You have six chambers and one bullet. You do the math

-1977 World Freestyle Skateboarding Champion, Dennis Martinez
Writer: Chris Ahrens Photos: Bil Zelman

By the age of seventeen, Dennis Martinez had achieved his dream of winning the top honor in skateboarding, the World Championships. By eighteen, the drug he was addicted to, cocaine, was wrecking his hard-won skills. Within a year, one of the sport’s most promising talents had graduated to methamphetamine, a heart stopping substance that he would shoot into every available vein for the next sixteen years. He had gone from a fat wallet and luxury cars to a notorious criminal and drug ad­dict, living beneath a bridge. Robbing people at gunpoint and dealing drugs for America’s biggest gangs, he nonetheless remained penniless, using every cent to feed his insatiable habit. Friends died young—one, a young girl shot through the neck with a bul­let meant for him, gasped her last breath as he held her in his arms. Another lost a game of Russian Roulette. Yet Dennis held the line, constantly flirting with disease, insanity, and death, his only hope that he might once again achieve the rush of that first high. The natural high of his youth had been replaced by a powder that no longer delivered. Next came needles, then a gun to the head—six to one it will bury you. A perfect metaphor for the poison running through his mostly collapsed veins—load the cham­ber, spin it, look your opponent in the eye. Click. Welcome to eternity, Mister Martinez.

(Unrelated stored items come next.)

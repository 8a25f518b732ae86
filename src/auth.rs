//! Auth-domain identifiers, token bundles, and store keys.

pub mod bundle;
pub mod id;

pub use bundle::*;
pub use id::*;
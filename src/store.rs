//! Storage contracts and built-in store implementations for credential bundles.

pub mod file;
pub mod memory;

pub use file::FileStore;
pub use memory::MemoryStore;

// self
use crate::{
	_prelude::*,
	auth::{StoreKey, TokenBundle, unix_ms_now},
};

/// Boxed store future returned by [`CredentialStore`] operations.
pub type StoreFuture<'a, T> = Pin<Box<dyn Future<Output = Result<T, StoreError>> + 'a + Send>>;

/// Persistence contract for credential bundles, addressed by [`StoreKey`].
///
/// Implementations serialise access per key and persist atomically; `get` on a
/// missing key yields `None` rather than an error, and `clear` is idempotent.
pub trait CredentialStore
where
	Self: Send + Sync,
{
	/// Fetches the bundle stored at `key`, if present.
	fn get<'a>(&'a self, key: &'a StoreKey) -> StoreFuture<'a, Option<TokenBundle>>;

	/// Admits a bundle at `key`, stamping `created_at` at receipt.
	///
	/// Inadmissible bundles (no access token, or an `error` field) are ignored.
	/// Returns the bundle as stored, or `None` when admission was refused.
	fn put<'a>(&'a self, key: &'a StoreKey, bundle: TokenBundle)
	-> StoreFuture<'a, Option<TokenBundle>>;

	/// Removes any bundle at `key`; adjacent keys are unaffected.
	fn clear<'a>(&'a self, key: &'a StoreKey) -> StoreFuture<'a, ()>;
}

/// Applies the admission rule shared by every store backend.
///
/// Refuses bundles without a non-empty access token or with an `error` field;
/// otherwise stamps `created_at` with the current instant, overwriting any
/// prior stamp.
pub fn admit(mut bundle: TokenBundle) -> Option<TokenBundle> {
	if !bundle.is_admissible() {
		return None;
	}

	bundle.stamp_created_at(unix_ms_now());

	Some(bundle)
}

/// Error type produced by [`CredentialStore`] implementations.
#[derive(Clone, Debug, PartialEq, Eq, Serialize, Deserialize, ThisError)]
pub enum StoreError {
	/// Serialization failures surfaced by the backend.
	#[error("Serialization error: {message}.")]
	Serialization {
		/// Human-readable error payload.
		message: String,
	},
	/// Backend-level failure for the storage engine.
	#[error("Backend failure: {message}.")]
	Backend {
		/// Human-readable error payload.
		message: String,
	},
}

Dennis Martinez - 1977 World Freestyle Skateboarding ChampionRisen Magazine: Your drive as a kid was to become a top pro skateboarder. What did that take?
Dennis Martinez: You need a love for something to have that drive to be­come the best. I listened to those who were the best and they told me to prac­tice and sacrifice. While my friends were out having a great time in junior high and high school, I was focused and had a plan to accomplish what I said I would, to become the best skateboarder in the world.

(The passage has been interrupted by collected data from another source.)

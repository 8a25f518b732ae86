//! Grant orchestrators: one decision tree, parameterised by grant.

// self
use crate::{
	_prelude::*,
	auth::{self, CollectionUid, StoreKey, TokenBundle},
	authorize::{self, AuthorizeRequest},
	config::{GrantConfig, GrantType},
	endpoint::{self, GrantParams},
	error::ConfigError,
	flows::{AuthorizationGrant, CacheDecision, TokenAcquisition, Vault},
	http::TokenHttpClient,
	obs::{self, FlowKind, FlowOutcome, FlowSpan},
	pkce::PkcePair,
	trace::TraceRecorder,
};

impl<C> Vault<C>
where
	C: ?Sized + TokenHttpClient,
{
	/// Serves a token via the Authorization Code grant (with PKCE when configured).
	///
	/// Requires an installed [`AuthorizationDriver`](crate::authorize::AuthorizationDriver)
	/// for the fresh-acquisition path; cached and refreshed bundles are served without it.
	pub async fn authorization_code(
		&self,
		config: &GrantConfig,
		collection: &CollectionUid,
		force_fetch: bool,
	) -> Result<TokenAcquisition> {
		self.acquire(
			FlowKind::AuthorizationCode,
			GrantType::AuthorizationCode,
			"authorization_code",
			config,
			collection,
			force_fetch,
		)
		.await
	}

	/// Serves a token via the Client Credentials grant.
	pub async fn client_credentials(
		&self,
		config: &GrantConfig,
		collection: &CollectionUid,
		force_fetch: bool,
	) -> Result<TokenAcquisition> {
		self.acquire(
			FlowKind::ClientCredentials,
			GrantType::ClientCredentials,
			"client_credentials",
			config,
			collection,
			force_fetch,
		)
		.await
	}

	/// Serves a token via the Resource Owner Password Credentials grant.
	pub async fn password_credentials(
		&self,
		config: &GrantConfig,
		collection: &CollectionUid,
		force_fetch: bool,
	) -> Result<TokenAcquisition> {
		self.acquire(
			FlowKind::Password,
			GrantType::Password,
			"password_credentials",
			config,
			collection,
			force_fetch,
		)
		.await
	}

	/// Runs one authorization window and returns the captured code without
	/// exchanging it, for hosts that drive the token exchange themselves.
	pub async fn request_authorization_code(
		&self,
		config: &GrantConfig,
		code_challenge: Option<&str>,
		collection: &CollectionUid,
	) -> Result<AuthorizationGrant> {
		config.ensure_grant(GrantType::AuthorizationCode)?;
		config.validate()?;

		let driver = self.driver.as_ref().ok_or(ConfigError::MissingAuthorizationDriver)?;
		let authorize_url = authorize::build_authorization_url(config, code_challenge)?;
		let request = AuthorizeRequest {
			authorize_url: authorize_url.clone(),
			callback_url: self.required_callback(config)?,
			session: self.sessions.session_id(collection, config.access_token_url.as_str()),
		};

		match driver.authorize(&request).await {
			Ok(reply) =>
				Ok(AuthorizationGrant { code: reply.code, authorize_url, debug: reply.trace }),
			Err(failure) =>
				Err(Error::Authorization { source: failure.error, debug: failure.trace }),
		}
	}

	async fn acquire(
		&self,
		kind: FlowKind,
		grant: GrantType,
		stage: &'static str,
		config: &GrantConfig,
		collection: &CollectionUid,
		force_fetch: bool,
	) -> Result<TokenAcquisition> {
		let span = FlowSpan::new(kind, stage);

		obs::record_flow_outcome(kind, FlowOutcome::Attempt);

		let result =
			span.instrument(self.acquire_inner(grant, config, collection, force_fetch)).await;

		match &result {
			Ok(_) => obs::record_flow_outcome(kind, FlowOutcome::Success),
			Err(_) => obs::record_flow_outcome(kind, FlowOutcome::Failure),
		}

		result
	}

	async fn acquire_inner(
		&self,
		grant: GrantType,
		config: &GrantConfig,
		collection: &CollectionUid,
		force_fetch: bool,
	) -> Result<TokenAcquisition> {
		config.ensure_grant(grant)?;
		config.validate()?;

		let key = self.store_key(config, collection);
		let guard = self.flow_guard(&key);
		let _singleflight = guard.lock().await;
		let mut recorder = TraceRecorder::default();

		if !force_fetch {
			let stored = self.store.get(&key).await?;
			let decision = CacheDecision::evaluate(
				stored.is_some(),
				auth::is_expired(stored.as_ref(), auth::unix_ms_now()),
				stored.as_ref().and_then(|bundle| bundle.refresh_token.as_ref()).is_some(),
				config.auto_refresh_token,
				config.auto_fetch_token,
			);

			match decision {
				CacheDecision::CacheHit | CacheDecision::ReturnExpired =>
					return Ok(self.acquisition(config, collection, stored, recorder)),
				CacheDecision::ReturnNone =>
					return Ok(self.acquisition(config, collection, None, recorder)),
				CacheDecision::RefreshAttempt => {
					if let Some(refreshed) =
						self.refresh_exchange(config, &key, &mut recorder).await?
					{
						return Ok(self.acquisition(config, collection, Some(refreshed), recorder));
					}
					// The failed refresh cleared the key; the stale bundle loaded above is all
					// that is left to serve when fetching is disabled.
					if CacheDecision::after_failed_refresh(config.auto_fetch_token)
						== CacheDecision::ReturnExpired
					{
						return Ok(self.acquisition(config, collection, stored, recorder));
					}
				},
				CacheDecision::FreshFetch { clear_first } =>
					if clear_first {
						self.store.clear(&key).await?;
					},
			}
		}

		let credentials = match grant {
			GrantType::AuthorizationCode =>
				self.fresh_authorization_code(config, collection, &key, &mut recorder).await?,
			GrantType::Password =>
				self.complete_exchange(config, GrantParams::Password, &key, &mut recorder).await?,
			_ =>
				self.complete_exchange(config, GrantParams::ClientCredentials, &key, &mut recorder)
					.await?,
		};

		Ok(self.acquisition(config, collection, Some(credentials), recorder))
	}

	async fn fresh_authorization_code(
		&self,
		config: &GrantConfig,
		collection: &CollectionUid,
		key: &StoreKey,
		recorder: &mut TraceRecorder,
	) -> Result<TokenBundle> {
		let driver = self.driver.as_ref().ok_or(ConfigError::MissingAuthorizationDriver)?;
		let pkce = config.pkce.then(PkcePair::generate);
		let request = AuthorizeRequest {
			authorize_url: authorize::build_authorization_url(
				config,
				pkce.as_ref().map(PkcePair::challenge),
			)?,
			callback_url: self.required_callback(config)?,
			session: self.sessions.session_id(collection, config.access_token_url.as_str()),
		};
		let reply = match driver.authorize(&request).await {
			Ok(reply) => reply,
			Err(failure) => {
				recorder.absorb(failure.trace);

				return Err(Error::Authorization {
					source: failure.error,
					debug: recorder.take_info(),
				});
			},
		};

		// The window trace precedes the token-endpoint exchange in the merged timeline.
		recorder.absorb(reply.trace);

		self.complete_exchange(
			config,
			GrantParams::AuthorizationCode {
				code: &reply.code,
				code_verifier: pkce.as_ref().map(PkcePair::verifier),
			},
			key,
			recorder,
		)
		.await
	}

	async fn complete_exchange(
		&self,
		config: &GrantConfig,
		params: GrantParams<'_>,
		key: &StoreKey,
		recorder: &mut TraceRecorder,
	) -> Result<TokenBundle> {
		let outcome = endpoint::exchange(
			self.http_client.as_ref(),
			recorder,
			config,
			params,
			&config.access_token_url,
		)
		.await;

		match outcome {
			Ok(outcome) if outcome.is_success() => {
				let status = outcome.status;
				let body = outcome.body_string();
				let Some(candidate) = outcome.bundle else {
					// A 2xx that is not even a JSON object cannot be served.
					return Err(Error::TokenEndpoint {
						body,
						status: Some(status),
						debug: recorder.take_info(),
					});
				};
				let stored = self.store.put(key, candidate.clone()).await?;

				Ok(stored.unwrap_or(candidate))
			},
			Ok(outcome) => Err(Error::TokenEndpoint {
				body: outcome.body_string(),
				status: Some(outcome.status),
				debug: recorder.take_info(),
			}),
			Err(failure) => Err(Error::TokenEndpoint {
				body: failure.message,
				status: None,
				debug: recorder.take_info(),
			}),
		}
	}

	fn acquisition(
		&self,
		config: &GrantConfig,
		collection: &CollectionUid,
		credentials: Option<TokenBundle>,
		recorder: TraceRecorder,
	) -> TokenAcquisition {
		TokenAcquisition {
			collection: collection.clone(),
			url: config.access_token_url.as_str().to_owned(),
			credentials,
			credentials_id: config.credentials_id.clone(),
			debug: recorder.into_info(),
		}
	}

	fn required_callback(&self, config: &GrantConfig) -> Result<Url, ConfigError> {
		config.callback_url.clone().ok_or(ConfigError::MissingField {
			grant: config.grant.as_str(),
			field: "callback_url",
		})
	}
}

RM: What would have you done at that time if somebody offered you drugs?
DM: At twelve years old, I made the decision not to let drugs distract me. After a while, however, being around it all the time, and seeing how other pros operated . . . I saw other pros get into the magazines by getting the photogra­phers high. I skated with all of them and knew I was better than them, so I took the same approach, and my study was right. Next thing you know I’m getting the photographers high, and I’m on the cover and in the centerfold of the magazines. Things were starting to happen, and I saw how I could manip­ulate the whole system by using a powdery, white substance.

RM: When did that start?
DM: At fifteen I was sent to Oregon where I remember seeing trashcans filled to the top with cocaine. I found out how this person had funded his company. I had never seen it in that way before and I saw how somebody could use it for power and how it funded businesses.

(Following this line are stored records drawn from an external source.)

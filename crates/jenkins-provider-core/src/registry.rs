//! Kind registration table.
//!
//! Built once at startup and passed by reference to whatever needs to turn manifests into
//! managed resources or to check which kinds a controller serves.

use std::collections::BTreeMap;

use serde_json::Value;

use crate::error::CoreError;
use crate::kinds::{FolderParameters, JobParameters, NodeParameters};
use crate::resource::{ForProvider, Managed, ManagedResource, ResourceKind};

type DecodeFn = fn(Value) -> Result<Box<dyn ManagedResource>, CoreError>;

fn decode<P: ForProvider>(value: Value) -> Result<Box<dyn ManagedResource>, CoreError> {
    Ok(Box::new(Managed::<P>::from_json(value)?))
}

#[derive(Debug, Clone, Default)]
pub struct KindRegistry {
    decoders: BTreeMap<ResourceKind, DecodeFn>,
}

impl KindRegistry {
    /// Create an empty registry
    pub fn new() -> Self {
        Self::default()
    }

    /// Registry with Job, Folder and Node registered
    pub fn with_builtin_kinds() -> Self {
        let mut registry = Self::new();
        registry.register::<JobParameters>();
        registry.register::<FolderParameters>();
        registry.register::<NodeParameters>();
        registry
    }

    pub fn register<P: ForProvider>(&mut self) {
        if self.decoders.insert(P::KIND, decode::<P>).is_some() {
            tracing::warn!(kind = %P::KIND, "Resource kind registered twice");
        }
    }

    pub fn is_registered(&self, kind: ResourceKind) -> bool {
        self.decoders.contains_key(&kind)
    }

    pub fn kinds(&self) -> impl Iterator<Item = ResourceKind> + '_ {
        self.decoders.keys().copied()
    }

    /// Decode a manifest entry, dispatching on its `kind` field
    pub fn decode(&self, value: Value) -> Result<Box<dyn ManagedResource>, CoreError> {
        let kind_str = value
            .get("kind")
            .and_then(Value::as_str)
            .ok_or_else(|| CoreError::invalid_resource("manifest entry has no kind"))?;
        let kind: ResourceKind = kind_str.parse()?;
        let decoder = self
            .decoders
            .get(&kind)
            .ok_or_else(|| CoreError::KindNotRegistered(kind.to_string()))?;
        decoder(value)
    }
}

RM: Did you believe that drugs would make you a better skater?
DM: You hear it in everything—surfing, skating, music—Hendrix, Jim Morrison – many said that they were better poets when they got high, opening that spirit world and all that. Skateboarding is an adrenaline rush . . . when you’re a pioneer of something, you have to pay your dues. You’re gonna pay! Drugs numb you out, but they also give you that no fear attitude for a moment, not knowing the whole time that the drug is designed for addiction and destruction. As kids we only see what’s right in front of us, not the longevity of things, cuz that’s not how we’re thinking. It’s that old saying—eat, drink and be merry, live today, die tomorrow. That was the whole concept of life in the fast lane.

Dennis Martinez - 1977 World Freestyle Skateboarding ChampionRM: It seems that people begin using drugs to feel good, and eventually they use them to feel nothing.
DM: You re right. You want to capture that first high, the next time you get high. You’re chasing something you can never achieve again. The next thing you know, you increase your dosage, thinking, Maybe I need to do more to get that rush again. When that doesn’t work, you increase your dosage all day long. What began as a recreational drug has now become the exact opposite—coke, that’s supposed to be an upper, became a downer for me. It changed my whole mindset and my whole mood after X amount of years.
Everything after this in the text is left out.